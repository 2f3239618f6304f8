// Copyright 2024. The Tari Project
//
// Redistribution and use in source and binary forms, with or without modification, are permitted provided that the
// following conditions are met:
//
// 1. Redistributions of source code must retain the above copyright notice, this list of conditions and the following
// disclaimer.
//
// 2. Redistributions in binary form must reproduce the above copyright notice, this list of conditions and the
// following disclaimer in the documentation and/or other materials provided with the distribution.
//
// 3. Neither the name of the copyright holder nor the names of its contributors may be used to endorse or promote
// products derived from this software without specific prior written permission.
//
// THIS SOFTWARE IS PROVIDED BY THE COPYRIGHT HOLDERS AND CONTRIBUTORS "AS IS" AND ANY EXPRESS OR IMPLIED WARRANTIES,
// INCLUDING, BUT NOT LIMITED TO, THE IMPLIED WARRANTIES OF MERCHANTABILITY AND FITNESS FOR A PARTICULAR PURPOSE ARE
// DISCLAIMED. IN NO EVENT SHALL THE COPYRIGHT HOLDER OR CONTRIBUTORS BE LIABLE FOR ANY DIRECT, INDIRECT, INCIDENTAL,
// SPECIAL, EXEMPLARY, OR CONSEQUENTIAL DAMAGES (INCLUDING, BUT NOT LIMITED TO, PROCUREMENT OF SUBSTITUTE GOODS OR
// SERVICES; LOSS OF USE, DATA, OR PROFITS; OR BUSINESS INTERRUPTION) HOWEVER CAUSED AND ON ANY THEORY OF LIABILITY,
// WHETHER IN CONTRACT, STRICT LIABILITY, OR TORT (INCLUDING NEGLIGENCE OR OTHERWISE) ARISING IN ANY WAY OUT OF THE
// USE OF THIS SOFTWARE, EVEN IF ADVISED OF THE POSSIBILITY OF SUCH DAMAGE.

//! Fixed-width encodings of the state the registry keeps in NFT commitments.
//!
//! | NFT             | capability | commitment                               | token amount      |
//! |-----------------|------------|------------------------------------------|-------------------|
//! | Thread capsule  | none       | 35-byte locking bytecode of one contract | accumulated ids   |
//! | Counter         | minting    | next registration id, 8 bytes BE         | mint budget       |
//! | Name minting    | minting    | empty                                    | unused            |
//! | Auction         | mutable    | 20-byte bidder pkh + name                | registration id   |
//! | External auth   | none       | empty                                    | 0                 |
//! | Internal auth   | none       | registration id, 8 bytes BE              | 0                 |
//! | Ownership       | none       | registration id + name + tld             | 0                 |

use bitcann_common_types::{
    registration_id::{RegistrationId, REGISTRATION_ID_LENGTH},
    token::{NftCapability, TokenCategory, TokenData, MAX_COMMITMENT_LENGTH},
    types::{PubKeyHash, PUB_KEY_HASH_LENGTH},
};
use bitcann_script::{LockingBytecode, P2SH32_LOCKING_BYTECODE_LENGTH};
use thiserror::Error;

pub const MAX_NAME_LENGTH: usize = 16;

#[derive(Debug, Clone, Error, PartialEq, Eq)]
pub enum CommitmentError {
    #[error("The token carries no NFT")]
    NoNft,
    #[error("Expected a {expected} NFT but found a {actual} NFT")]
    UnexpectedCapability {
        expected: NftCapability,
        actual: NftCapability,
    },
    #[error("A {kind} commitment cannot be {length} bytes long")]
    InvalidLength { kind: &'static str, length: usize },
    #[error("The commitment is not a P2SH32 locking bytecode")]
    NotALockingBytecode,
    #[error("The ownership commitment does not end with the registry tld")]
    MissingTld,
    #[error("Commitment of {0} bytes does not match any registry NFT layout")]
    UnknownLayout(usize),
}

pub fn encode_registration_id(id: RegistrationId) -> Vec<u8> {
    id.to_be_bytes().to_vec()
}

pub fn decode_registration_id(bytes: &[u8]) -> Result<RegistrationId, CommitmentError> {
    RegistrationId::try_from(bytes).map_err(|_| CommitmentError::InvalidLength {
        kind: "registration id",
        length: bytes.len(),
    })
}

#[derive(Debug, Clone, PartialEq, Eq)]
pub struct AuctionCommitment {
    pub bidder: PubKeyHash,
    pub name: Vec<u8>,
}

impl AuctionCommitment {
    pub fn new(bidder: PubKeyHash, name: Vec<u8>) -> Self {
        Self { bidder, name }
    }

    pub fn encode(&self) -> Vec<u8> {
        let mut bytes = Vec::with_capacity(PUB_KEY_HASH_LENGTH + self.name.len());
        bytes.extend_from_slice(self.bidder.as_slice());
        bytes.extend_from_slice(&self.name);
        bytes
    }

    pub fn decode(bytes: &[u8]) -> Result<Self, CommitmentError> {
        let name_length = bytes.len().saturating_sub(PUB_KEY_HASH_LENGTH);
        if bytes.len() <= PUB_KEY_HASH_LENGTH || name_length > MAX_NAME_LENGTH {
            return Err(CommitmentError::InvalidLength {
                kind: "auction",
                length: bytes.len(),
            });
        }
        let (bidder, name) = bytes.split_at(PUB_KEY_HASH_LENGTH);
        Ok(Self {
            bidder: PubKeyHash::try_from(bidder).map_err(|_| CommitmentError::InvalidLength {
                kind: "auction",
                length: bytes.len(),
            })?,
            name: name.to_vec(),
        })
    }
}

#[derive(Debug, Clone, PartialEq, Eq)]
pub struct OwnershipCommitment {
    pub id: RegistrationId,
    pub name: Vec<u8>,
    pub tld: Vec<u8>,
}

impl OwnershipCommitment {
    pub fn new(id: RegistrationId, name: Vec<u8>, tld: Vec<u8>) -> Self {
        Self { id, name, tld }
    }

    pub fn encode(&self) -> Vec<u8> {
        let mut bytes = encode_registration_id(self.id);
        bytes.extend_from_slice(&self.name);
        bytes.extend_from_slice(&self.tld);
        bytes
    }

    /// The tld is not self-delimiting, so the deployment's tld has to be supplied
    pub fn decode(bytes: &[u8], tld: &[u8]) -> Result<Self, CommitmentError> {
        if bytes.len() <= REGISTRATION_ID_LENGTH + tld.len() || bytes.len() > MAX_COMMITMENT_LENGTH {
            return Err(CommitmentError::InvalidLength {
                kind: "ownership",
                length: bytes.len(),
            });
        }
        if !bytes.ends_with(tld) {
            return Err(CommitmentError::MissingTld);
        }
        let id = decode_registration_id(&bytes[..REGISTRATION_ID_LENGTH])?;
        let name = bytes[REGISTRATION_ID_LENGTH..bytes.len() - tld.len()].to_vec();
        Ok(Self {
            id,
            name,
            tld: tld.to_vec(),
        })
    }
}

/// Every NFT of the name category, classified by capability and commitment layout
#[derive(Debug, Clone, PartialEq, Eq)]
pub enum RegistryNft {
    ThreadCapsule { contract: LockingBytecode },
    Counter { next_id: RegistrationId },
    NameMinting,
    Auction(AuctionCommitment),
    ExternalAuth,
    InternalAuth { id: RegistrationId },
    Ownership(OwnershipCommitment),
}

impl RegistryNft {
    pub fn from_token(token: &TokenData, tld: &[u8]) -> Result<Self, CommitmentError> {
        let nft = token.nft.as_ref().ok_or(CommitmentError::NoNft)?;
        let commitment = nft.commitment.as_slice();
        match nft.capability {
            NftCapability::Minting if commitment.is_empty() => Ok(RegistryNft::NameMinting),
            NftCapability::Minting => Ok(RegistryNft::Counter {
                next_id: decode_registration_id(commitment)?,
            }),
            NftCapability::Mutable => Ok(RegistryNft::Auction(AuctionCommitment::decode(commitment)?)),
            NftCapability::None => match commitment.len() {
                0 => Ok(RegistryNft::ExternalAuth),
                REGISTRATION_ID_LENGTH => Ok(RegistryNft::InternalAuth {
                    id: decode_registration_id(commitment)?,
                }),
                P2SH32_LOCKING_BYTECODE_LENGTH if LockingBytecode::new(commitment.to_vec()).is_p2sh32() => {
                    Ok(RegistryNft::ThreadCapsule {
                        contract: LockingBytecode::new(commitment.to_vec()),
                    })
                },
                len if len > REGISTRATION_ID_LENGTH => {
                    Ok(RegistryNft::Ownership(OwnershipCommitment::decode(commitment, tld)?))
                },
                len => Err(CommitmentError::UnknownLayout(len)),
            },
        }
    }

    pub fn capability(&self) -> NftCapability {
        match self {
            RegistryNft::Counter { .. } | RegistryNft::NameMinting => NftCapability::Minting,
            RegistryNft::Auction(_) => NftCapability::Mutable,
            _ => NftCapability::None,
        }
    }

    pub fn commitment(&self) -> Vec<u8> {
        match self {
            RegistryNft::ThreadCapsule { contract } => contract.to_vec(),
            RegistryNft::Counter { next_id } => encode_registration_id(*next_id),
            RegistryNft::NameMinting | RegistryNft::ExternalAuth => Vec::new(),
            RegistryNft::Auction(auction) => auction.encode(),
            RegistryNft::InternalAuth { id } => encode_registration_id(*id),
            RegistryNft::Ownership(ownership) => ownership.encode(),
        }
    }

    pub fn to_token(&self, category: TokenCategory, amount: u64) -> TokenData {
        TokenData::nft(category, self.capability(), self.commitment()).with_amount(amount)
    }
}

/// Checks that a token is an NFT of the expected capability and returns its commitment
pub fn expect_nft(token: &TokenData, expected: NftCapability) -> Result<&[u8], CommitmentError> {
    let nft = token.nft.as_ref().ok_or(CommitmentError::NoNft)?;
    if nft.capability != expected {
        return Err(CommitmentError::UnexpectedCapability {
            expected,
            actual: nft.capability,
        });
    }
    Ok(&nft.commitment)
}

#[cfg(test)]
mod test {
    use bitcann_common_types::types::Hash256;

    use super::*;

    const TLD: &[u8] = b".bch";

    fn category() -> TokenCategory {
        TokenCategory::new(Hash256::new([5u8; 32]))
    }

    #[test]
    fn every_layout_is_recognised() {
        let pkh = PubKeyHash::new([1u8; 20]);
        let nfts = vec![
            RegistryNft::ThreadCapsule {
                contract: LockingBytecode::p2sh32(&Hash256::new([2u8; 32])),
            },
            RegistryNft::Counter {
                next_id: RegistrationId::new(7),
            },
            RegistryNft::NameMinting,
            RegistryNft::Auction(AuctionCommitment::new(pkh, b"alice".to_vec())),
            RegistryNft::ExternalAuth,
            RegistryNft::InternalAuth {
                id: RegistrationId::new(7),
            },
            RegistryNft::Ownership(OwnershipCommitment::new(
                RegistrationId::new(7),
                b"alice".to_vec(),
                TLD.to_vec(),
            )),
        ];
        for nft in nfts {
            let token = nft.to_token(category(), 3);
            assert_eq!(token.amount, 3);
            assert_eq!(RegistryNft::from_token(&token, TLD).unwrap(), nft);
        }
    }

    #[test]
    fn auction_commitment_layout() {
        let pkh = PubKeyHash::new([0xaa; 20]);
        let bytes = AuctionCommitment::new(pkh, b"bob".to_vec()).encode();
        assert_eq!(bytes.len(), 23);
        assert_eq!(&bytes[..20], pkh.as_slice());
        assert_eq!(&bytes[20..], b"bob");
        assert!(AuctionCommitment::decode(&bytes[..20]).is_err());
        assert!(AuctionCommitment::decode(&[0u8; 37]).is_err());
        assert!(AuctionCommitment::decode(&[0u8; 36]).is_ok());
    }

    #[test]
    fn ownership_commitment_requires_the_tld() {
        let bytes = OwnershipCommitment::new(RegistrationId::new(1), b"carol".to_vec(), TLD.to_vec()).encode();
        assert_eq!(&bytes[..8], &[0, 0, 0, 0, 0, 0, 0, 1]);
        assert_eq!(OwnershipCommitment::decode(&bytes, b".sat"), Err(CommitmentError::MissingTld));
        let empty_name = [&[0u8; 8][..], TLD].concat();
        assert!(OwnershipCommitment::decode(&empty_name, TLD).is_err());
    }

    #[test]
    fn it_rejects_unknown_layouts() {
        let token = TokenData::nft(category(), NftCapability::None, vec![1, 2, 3]);
        assert_eq!(
            RegistryNft::from_token(&token, TLD),
            Err(CommitmentError::UnknownLayout(3))
        );
        let token = TokenData::nft(category(), NftCapability::Minting, vec![1, 2, 3]);
        assert!(RegistryNft::from_token(&token, TLD).is_err());
        let token = TokenData::fungible(category(), 10);
        assert_eq!(RegistryNft::from_token(&token, TLD), Err(CommitmentError::NoNft));
    }

    #[test]
    fn expect_nft_checks_the_capability() {
        let token = TokenData::nft(category(), NftCapability::Mutable, vec![9]);
        assert_eq!(expect_nft(&token, NftCapability::Mutable).unwrap(), &[9]);
        assert_eq!(
            expect_nft(&token, NftCapability::Minting),
            Err(CommitmentError::UnexpectedCapability {
                expected: NftCapability::Minting,
                actual: NftCapability::Mutable
            })
        );
    }
}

= = = = =

== WHAT IS REQUIRED ==
Only one stretch of the entries above is wanted: the lines from the one containing "and the following" through the one containing "20-byte bidder pkh". Please reproduce it exactly.

== TASK SOLUTION ==
// 1. Redistributions of source code must retain the above copyright notice, this list of conditions and the following
// disclaimer.
//
// 2. Redistributions in binary form must reproduce the above copyright notice, this list of conditions and the
// following disclaimer in the documentation and/or other materials provided with the distribution.
//
// 3. Neither the name of the copyright holder nor the names of its contributors may be used to endorse or promote
// products derived from this software without specific prior written permission.
//
// THIS SOFTWARE IS PROVIDED BY THE COPYRIGHT HOLDERS AND CONTRIBUTORS "AS IS" AND ANY EXPRESS OR IMPLIED WARRANTIES,
// INCLUDING, BUT NOT LIMITED TO, THE IMPLIED WARRANTIES OF MERCHANTABILITY AND FITNESS FOR A PARTICULAR PURPOSE ARE
// DISCLAIMED. IN NO EVENT SHALL THE COPYRIGHT HOLDER OR CONTRIBUTORS BE LIABLE FOR ANY DIRECT, INDIRECT, INCIDENTAL,
// SPECIAL, EXEMPLARY, OR CONSEQUENTIAL DAMAGES (INCLUDING, BUT NOT LIMITED TO, PROCUREMENT OF SUBSTITUTE GOODS OR
// SERVICES; LOSS OF USE, DATA, OR PROFITS; OR BUSINESS INTERRUPTION) HOWEVER CAUSED AND ON ANY THEORY OF LIABILITY,
// WHETHER IN CONTRACT, STRICT LIABILITY, OR TORT (INCLUDING NEGLIGENCE OR OTHERWISE) ARISING IN ANY WAY OUT OF THE
// USE OF THIS SOFTWARE, EVEN IF ADVISED OF THE POSSIBILITY OF SUCH DAMAGE.

//! Fixed-width encodings of the state the registry keeps in NFT commitments.
//!
//! | NFT             | capability | commitment                               | token amount      |
//! |-----------------|------------|------------------------------------------|-------------------|
//! | Thread capsule  | none       | 35-byte locking bytecode of one contract | accumulated ids   |
//! | Counter         | minting    | next registration id, 8 bytes BE         | mint budget       |
//! | Name minting    | minting    | empty                                    | unused            |
//! | Auction         | mutable    | 20-byte bidder pkh + name                | registration id   |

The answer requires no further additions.